Mitt Lied: Romney did require Catholic hospitals to provide morning-after pills
Via Pundit and Pundette [Great work in finding this evidence P & P - Editor]:
The Boston Catholic Insider provides a detailed timeline that refutes Romney's assertions about a Massachusetts morning-after pill mandate:
No, absolutely not. Of course not. There was no requirement in Massachusetts for the Catholic Church to provide morning-after pills to rape victims. That was entirely voluntary on their part. There was no such requirement.
BCI finds the opposite to be true. Their synopsis:
In 2005 Romney vetoed a bill to provide access to the so-called “morning-after-pill,” knowing his veto would be overridden, but months later, he decided Catholic hospitals did have to give the morning-after pill to rape victims. Key points to note:
Romney had publicly claimed the bill did not apply to private religious hospitals
He reversed his own July 2005 veto against abortifacients by signing an October bill seeking a federal waiver to expand distribution of Plan B abortifacients.

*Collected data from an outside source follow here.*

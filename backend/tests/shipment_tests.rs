//! Shipment lifecycle tests
//!
//! Covers the status transition table, total value computation, the
//! delivery side effects and quality-check overwrite semantics.

use chrono::{DateTime, NaiveDate, Utc};
use proptest::prelude::*;
use rust_decimal::Decimal;
use std::str::FromStr;
use uuid::Uuid;

use shared::models::{
    compute_total_value, generate_shipment_number, generate_tracking_number, line_item_total,
    ItemCondition, QualityCheck, ShipmentItem, ShipmentStatus, TransportStatus,
};

fn dec(s: &str) -> Decimal {
    Decimal::from_str(s).unwrap()
}

fn item(quantity: i32, unit_price: &str) -> ShipmentItem {
    let price = dec(unit_price);
    ShipmentItem {
        product_id: Uuid::new_v4(),
        quantity,
        unit_price: price,
        total_value: line_item_total(quantity, price),
        condition: ItemCondition::Good,
        batch_number: None,
        expiry_date: None,
    }
}

/// In-memory stand-in for the shipment row plus its transport
#[derive(Debug)]
struct ShipmentSim {
    status: ShipmentStatus,
    actual_pickup_date: Option<DateTime<Utc>>,
    actual_delivery_date: Option<DateTime<Utc>>,
    delivery_notes: Option<String>,
    transport_status: TransportStatus,
}

impl ShipmentSim {
    fn new() -> Self {
        // Creation puts the transport in use
        Self {
            status: ShipmentStatus::Pending,
            actual_pickup_date: None,
            actual_delivery_date: None,
            delivery_notes: None,
            transport_status: TransportStatus::InUse,
        }
    }

    /// Mirror of the status update action: gate on the transition table,
    /// then apply the per-status side effects
    fn update_status(
        &mut self,
        next: ShipmentStatus,
        notes: Option<&str>,
    ) -> Result<(), String> {
        if !self.status.can_transition_to(next) {
            return Err(format!("Cannot move shipment from {} to {}", self.status, next));
        }

        match next {
            ShipmentStatus::InTransit => {
                if self.actual_pickup_date.is_none() {
                    self.actual_pickup_date = Some(Utc::now());
                }
            }
            ShipmentStatus::Delivered => {
                self.actual_delivery_date = Some(Utc::now());
                self.delivery_notes = notes.map(|n| n.to_string());
                self.transport_status = TransportStatus::Available;
            }
            ShipmentStatus::Cancelled => {
                self.transport_status = TransportStatus::Available;
            }
            _ => {}
        }

        self.status = next;
        Ok(())
    }
}

// ============================================================================
// Unit Tests
// ============================================================================

#[cfg(test)]
mod unit_tests {
    use super::*;

    /// Total value is the exact sum of line item totals
    #[test]
    fn test_total_value_is_sum_of_line_items() {
        let items = vec![item(10, "2.50"), item(3, "7.99"), item(1, "0.01")];
        // 25.00 + 23.97 + 0.01
        assert_eq!(compute_total_value(&items), dec("48.98"));
    }

    /// Line totals settle at two decimal places
    #[test]
    fn test_line_totals_round_to_cents() {
        assert_eq!(line_item_total(3, dec("0.333")), dec("1.00"));
        assert_eq!(line_item_total(7, dec("1.115")), dec("7.81"));
    }

    /// The happy path walks pending through transit to delivered
    #[test]
    fn test_full_lifecycle_happy_path() {
        let mut sim = ShipmentSim::new();

        sim.update_status(ShipmentStatus::InTransit, None).unwrap();
        assert!(sim.actual_pickup_date.is_some());
        assert_eq!(sim.transport_status, TransportStatus::InUse);

        sim.update_status(ShipmentStatus::Delivered, Some("left at dock 4"))
            .unwrap();
        assert!(sim.actual_delivery_date.is_some());
        assert_eq!(sim.delivery_notes.as_deref(), Some("left at dock 4"));
        assert_eq!(sim.transport_status, TransportStatus::Available);
    }

    /// Delivery from pending is rejected; the transport stays assigned
    #[test]
    fn test_cannot_deliver_before_pickup() {
        let mut sim = ShipmentSim::new();

        let result = sim.update_status(ShipmentStatus::Delivered, None);

        assert!(result.is_err());
        assert_eq!(sim.status, ShipmentStatus::Pending);
        assert!(sim.actual_delivery_date.is_none());
        assert_eq!(sim.transport_status, TransportStatus::InUse);
    }

    /// A delayed shipment can recover to transit and still deliver
    #[test]
    fn test_delayed_shipment_recovers() {
        let mut sim = ShipmentSim::new();
        sim.update_status(ShipmentStatus::InTransit, None).unwrap();
        let first_pickup = sim.actual_pickup_date;

        sim.update_status(ShipmentStatus::Delayed, None).unwrap();
        sim.update_status(ShipmentStatus::InTransit, None).unwrap();

        // Pickup date is stamped once, not per re-entry
        assert_eq!(sim.actual_pickup_date, first_pickup);

        sim.update_status(ShipmentStatus::Delivered, None).unwrap();
        assert_eq!(sim.status, ShipmentStatus::Delivered);
    }

    /// Cancellation releases the transport without a delivery stamp
    #[test]
    fn test_cancellation_releases_transport() {
        let mut sim = ShipmentSim::new();
        sim.update_status(ShipmentStatus::Cancelled, None).unwrap();

        assert_eq!(sim.transport_status, TransportStatus::Available);
        assert!(sim.actual_delivery_date.is_none());
    }

    /// Terminal states accept no further updates
    #[test]
    fn test_terminal_states_reject_updates() {
        let mut sim = ShipmentSim::new();
        sim.update_status(ShipmentStatus::InTransit, None).unwrap();
        sim.update_status(ShipmentStatus::Delivered, None).unwrap();

        for next in [
            ShipmentStatus::Pending,
            ShipmentStatus::InTransit,
            ShipmentStatus::Delayed,
            ShipmentStatus::Cancelled,
        ] {
            assert!(sim.update_status(next, None).is_err());
        }
    }

    /// Rerunning the quality check replaces the record wholesale
    #[test]
    fn test_quality_check_overwrites() {
        let first = QualityCheck {
            performed_by: "K. Osei".to_string(),
            performed_at: Utc::now(),
            results: "two crates dented".to_string(),
            issues: vec!["dented crate".to_string(), "torn wrap".to_string()],
            approved: false,
        };
        let second = QualityCheck {
            performed_by: "K. Osei".to_string(),
            performed_at: Utc::now(),
            results: "repacked, all good".to_string(),
            issues: vec![],
            approved: true,
        };

        // Each run replaces the stored record, like the update action does
        fn perform_check(store: &mut Option<QualityCheck>, check: QualityCheck) {
            *store = Some(check);
        }

        let mut stored: Option<QualityCheck> = None;
        perform_check(&mut stored, first);
        perform_check(&mut stored, second);

        let current = stored.unwrap();
        assert!(current.approved);
        assert!(current.issues.is_empty());
        assert_eq!(current.results, "repacked, all good");
    }

    /// Document numbers carry the date and an uppercase suffix
    #[test]
    fn test_document_number_formats() {
        let date = NaiveDate::from_ymd_opt(2024, 3, 9).unwrap();
        assert_eq!(generate_shipment_number(date, "a1b2c3"), "SHP-20240309-A1B2C3");
        assert_eq!(generate_tracking_number(date, "9d41b7"), "TRK-20240309-9D41B7");
    }
}

// ============================================================================
// Property-Based Tests
// ============================================================================

#[cfg(test)]
mod property_tests {
    use super::*;

    fn status_strategy() -> impl Strategy<Value = ShipmentStatus> {
        prop_oneof![
            Just(ShipmentStatus::Pending),
            Just(ShipmentStatus::InTransit),
            Just(ShipmentStatus::Delivered),
            Just(ShipmentStatus::Cancelled),
            Just(ShipmentStatus::Delayed),
            Just(ShipmentStatus::Damaged),
        ]
    }

    fn items_strategy() -> impl Strategy<Value = Vec<ShipmentItem>> {
        prop::collection::vec(
            (1i32..=1000, 1i64..=100000).prop_map(|(quantity, price_cents)| {
                let price = Decimal::new(price_cents, 2);
                ShipmentItem {
                    product_id: Uuid::new_v4(),
                    quantity,
                    unit_price: price,
                    total_value: line_item_total(quantity, price),
                    condition: ItemCondition::Good,
                    batch_number: None,
                    expiry_date: None,
                }
            }),
            1..10,
        )
    }

    proptest! {
        #![proptest_config(ProptestConfig::with_cases(100))]

        /// Total value always equals the sum of quantity times unit price
        #[test]
        fn prop_total_value_matches_sum(items in items_strategy()) {
            let expected: Decimal = items
                .iter()
                .map(|i| Decimal::from(i.quantity) * i.unit_price)
                .sum();

            prop_assert_eq!(compute_total_value(&items), expected.round_dp(2));
        }

        /// Transitions are only accepted when the table allows them
        #[test]
        fn prop_update_respects_transition_table(
            from in status_strategy(),
            to in status_strategy()
        ) {
            let mut sim = ShipmentSim::new();
            sim.status = from;

            let result = sim.update_status(to, None);
            prop_assert_eq!(result.is_ok(), from.can_transition_to(to));
        }

        /// A delivery stamp exists exactly when the shipment was delivered
        #[test]
        fn prop_delivery_stamp_iff_delivered(path in prop::collection::vec(status_strategy(), 1..8)) {
            let mut sim = ShipmentSim::new();
            for next in path {
                let _ = sim.update_status(next, None);
            }

            prop_assert_eq!(
                sim.actual_delivery_date.is_some(),
                sim.status == ShipmentStatus::Delivered
            );
        }

        /// The transport is released exactly in the terminal states
        #[test]
        fn prop_transport_released_only_terminal(path in prop::collection::vec(status_strategy(), 1..8)) {
            let mut sim = ShipmentSim::new();
            for next in path {
                let _ = sim.update_status(next, None);
            }

            prop_assert_eq!(
                sim.transport_status == TransportStatus::Available,
                sim.status.is_terminal()
            );
        }
    }
}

On December 7, 2005, Romney’s Department of Public Health said that Catholic and other privately-run hospitals could opt out of giving the morning-after pill to rape victims because of religious or moral objections
On December 8, 2005 Romney reversed the legal opinion of his own State Department of Public Health, instructing all Catholic hospitals and others to provide the chemical Plan B “morning after pill” to rape victims. He was quoted as saying, ““I think, in my personal view, it’s the right thing for hospitals to provide information and access to emergency contraception to anyone who is a victim of rape.”

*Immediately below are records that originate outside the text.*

//! Route definitions for the Warehouse Operations Management Platform

use axum::{
    middleware,
    routing::{delete, get, post, put},
    Router,
};

use crate::{handlers, middleware::auth_middleware, AppState};

/// Create API routes
pub fn api_routes() -> Router<AppState> {
    Router::new()
        // Health check (public)
        .route("/health", get(handlers::health_check))
        // Auth routes (public)
        .nest("/auth", auth_routes())
        // Protected routes - product catalog
        .nest("/products", product_routes())
        // Protected routes - warehouse registry
        .nest("/warehouses", warehouse_routes())
        // Protected routes - transport fleet
        .nest("/transports", transport_routes())
        // Protected routes - stock ledger
        .nest("/stock", stock_routes())
        // Protected routes - shipments
        .nest("/shipments", shipment_routes())
        // Protected routes - analytics
        .nest("/analytics", analytics_routes())
        // Protected routes - HR staff
        .nest("/staff", staff_routes())
}

/// Authentication routes (public)
fn auth_routes() -> Router<AppState> {
    Router::new()
        .route("/register", post(handlers::register))
        .route("/login", post(handlers::login))
        .route("/refresh", post(handlers::refresh))
}

/// Product catalog routes (protected)
fn product_routes() -> Router<AppState> {
    Router::new()
        .route("/", get(handlers::list_products).post(handlers::create_product))
        .route(
            "/:product_id",
            get(handlers::get_product)
                .put(handlers::update_product)
                .delete(handlers::delete_product),
        )
        .route("/:product_id/label", get(handlers::get_product_label))
        .route_layer(middleware::from_fn(auth_middleware))
}

/// Warehouse registry routes (protected)
fn warehouse_routes() -> Router<AppState> {
    Router::new()
        .route("/", get(handlers::list_warehouses).post(handlers::create_warehouse))
        .route(
            "/:warehouse_id",
            get(handlers::get_warehouse)
                .put(handlers::update_warehouse)
                .delete(handlers::delete_warehouse),
        )
        .route_layer(middleware::from_fn(auth_middleware))
}

/// Transport fleet routes (protected)
fn transport_routes() -> Router<AppState> {
    Router::new()
        .route("/", get(handlers::list_transports).post(handlers::create_transport))
        .route(
            "/:transport_id",
            get(handlers::get_transport)
                .put(handlers::update_transport)
                .delete(handlers::delete_transport),
        )
        .route("/:transport_id/status", put(handlers::set_transport_status))
        .route_layer(middleware::from_fn(auth_middleware))
}

/// Stock ledger routes (protected)
fn stock_routes() -> Router<AppState> {
    Router::new()
        .route("/receipts", post(handlers::receive_stock))
        .route("/adjustments", post(handlers::adjust_stock))
        .route("/transfers", post(handlers::transfer_stock))
        .route("/sales", post(handlers::record_sale))
        .route("/prices", put(handlers::update_batch_prices))
        .route("/movements", get(handlers::list_movements))
        .route("/warehouses/:warehouse_id", get(handlers::get_warehouse_stock))
        .route(
            "/warehouses/:warehouse_id/products/:product_id",
            delete(handlers::remove_product_from_warehouse),
        )
        .route_layer(middleware::from_fn(auth_middleware))
}

/// Shipment routes (protected)
fn shipment_routes() -> Router<AppState> {
    Router::new()
        .route("/", get(handlers::list_shipments).post(handlers::create_shipment))
        .route(
            "/:shipment_id",
            get(handlers::get_shipment).delete(handlers::delete_shipment),
        )
        .route("/:shipment_id/status", put(handlers::update_shipment_status))
        .route("/:shipment_id/location", put(handlers::update_shipment_location))
        .route("/:shipment_id/quality-check", post(handlers::perform_quality_check))
        .route_layer(middleware::from_fn(auth_middleware))
}

/// Analytics routes (protected)
fn analytics_routes() -> Router<AppState> {
    Router::new()
        .route("/turnover", get(handlers::get_turnover_report))
        .route("/profitability", get(handlers::get_profitability_report))
        .route("/slow-moving", get(handlers::get_slow_moving_report))
        .route("/expiry-alerts", get(handlers::get_expiry_alerts))
        .route("/dashboard", get(handlers::get_dashboard_metrics))
        .route_layer(middleware::from_fn(auth_middleware))
}

/// HR staff routes (protected)
fn staff_routes() -> Router<AppState> {
    Router::new()
        .route("/", get(handlers::list_staff).post(handlers::create_staff))
        .route(
            "/:staff_id",
            get(handlers::get_staff).delete(handlers::delete_staff),
        )
        .route("/:staff_id/onboarding", put(handlers::update_onboarding))
        .route_layer(middleware::from_fn(auth_middleware))
}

Please note the principled leadership shown by Romney here. For it, against it, rinse, repeat.
BCI's conclusion:
When Romney was asked in the debate if he had required Catholic hospitals to provide emergency contraception to rape victims and had infringed on Catholics’ rights, he responded, “No, absolutely not. Of course not.” That was untrue.

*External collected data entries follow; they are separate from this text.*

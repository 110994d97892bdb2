//! Stock batch ledger models

use chrono::{DateTime, NaiveDate, Utc};
use rust_decimal::Decimal;
use serde::{Deserialize, Serialize};
use uuid::Uuid;

/// One arrival of stock for a product at a warehouse.
///
/// Batches are consumed oldest-first and never deleted on depletion;
/// a depleted batch stays behind as the cost/price history of that arrival.
#[derive(Debug, Clone, Serialize, Deserialize)]
pub struct StockBatch {
    pub id: Uuid,
    pub business_id: Uuid,
    pub product_id: Uuid,
    pub warehouse_id: Uuid,
    pub batch_number: String,
    /// Quantity originally received
    pub quantity: i32,
    /// Quantity still on hand; never exceeds `quantity`, never negative
    pub remaining: i32,
    pub unit_cost: Decimal,
    /// Inbound freight allocated per unit
    pub shipping_cost_per_unit: Decimal,
    pub selling_price: Decimal,
    pub expiry_date: NaiveDate,
    pub quality_grade: Option<String>,
    pub is_depleted: bool,
    pub notes: Option<String>,
    pub created_at: DateTime<Utc>,
}

/// Append-only record of a stock mutation
#[derive(Debug, Clone, Serialize, Deserialize)]
pub struct StockMovement {
    pub id: Uuid,
    pub business_id: Uuid,
    pub product_id: Uuid,
    pub warehouse_id: Uuid,
    pub movement_type: MovementType,
    pub quantity: i32,
    /// Sale price per unit, only set for sales
    pub unit_price: Option<Decimal>,
    pub reason: Option<String>,
    pub created_at: DateTime<Utc>,
    pub created_by: Option<Uuid>,
}

/// Kinds of stock mutations recorded in the movement ledger
#[derive(Debug, Clone, Copy, Serialize, Deserialize, PartialEq, Eq)]
#[serde(rename_all = "snake_case")]
pub enum MovementType {
    Receipt,
    AdjustmentIn,
    AdjustmentOut,
    TransferIn,
    TransferOut,
    Sale,
}

impl MovementType {
    pub fn as_str(&self) -> &'static str {
        match self {
            MovementType::Receipt => "receipt",
            MovementType::AdjustmentIn => "adjustment_in",
            MovementType::AdjustmentOut => "adjustment_out",
            MovementType::TransferIn => "transfer_in",
            MovementType::TransferOut => "transfer_out",
            MovementType::Sale => "sale",
        }
    }
}

/// Severity of an approaching expiry date
#[derive(Debug, Clone, Copy, Serialize, Deserialize, PartialEq, Eq)]
#[serde(rename_all = "snake_case")]
pub enum ExpirySeverity {
    /// 7 days or less
    Critical,
    /// 14 days or less
    Warning,
    Info,
}

impl std::fmt::Display for ExpirySeverity {
    fn fmt(&self, f: &mut std::fmt::Formatter<'_>) -> std::fmt::Result {
        match self {
            ExpirySeverity::Critical => write!(f, "critical"),
            ExpirySeverity::Warning => write!(f, "warning"),
            ExpirySeverity::Info => write!(f, "info"),
        }
    }
}

/// Classify days-until-expiry into an alert severity
pub fn classify_expiry(days_until_expiry: i64) -> ExpirySeverity {
    match days_until_expiry {
        d if d <= 7 => ExpirySeverity::Critical,
        d if d <= 14 => ExpirySeverity::Warning,
        _ => ExpirySeverity::Info,
    }
}

/// Generate a batch number (e.g., "BAT-20240115-4F2A")
pub fn generate_batch_number(date: NaiveDate, suffix: &str) -> String {
    format!("BAT-{}-{}", date.format("%Y%m%d"), suffix.to_uppercase())
}

#[cfg(test)]
mod tests {
    use super::*;

    #[test]
    fn test_classify_expiry_boundaries() {
        assert_eq!(classify_expiry(0), ExpirySeverity::Critical);
        assert_eq!(classify_expiry(7), ExpirySeverity::Critical);
        assert_eq!(classify_expiry(8), ExpirySeverity::Warning);
        assert_eq!(classify_expiry(14), ExpirySeverity::Warning);
        assert_eq!(classify_expiry(15), ExpirySeverity::Info);
        assert_eq!(classify_expiry(365), ExpirySeverity::Info);
    }

    #[test]
    fn test_generate_batch_number() {
        let date = NaiveDate::from_ymd_opt(2024, 1, 15).unwrap();
        assert_eq!(generate_batch_number(date, "4f2a"), "BAT-20240115-4F2A");
    }
}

When Romney said “for the Catholic Church to provide morning-after pills to rape victims…was entirely voluntary on their part”, that was also untrue.
For him to suggest to the citizens of the United States on national television that Cardinal O’Malley and the Catholic Church would “voluntarily” provide morning-after pills is an egregious misrepresentation of Catholic Church teachings and an egregious misrepresentation of what actually happened in this situation.
BCI hopes that the media and other candidates call him out on this.
It's a matter of public record. Not only did Romney destroy conscience protections, a la the Obama administration, but he lied outright about it as recently as two days ago. This should disqualify him as a serious candidate.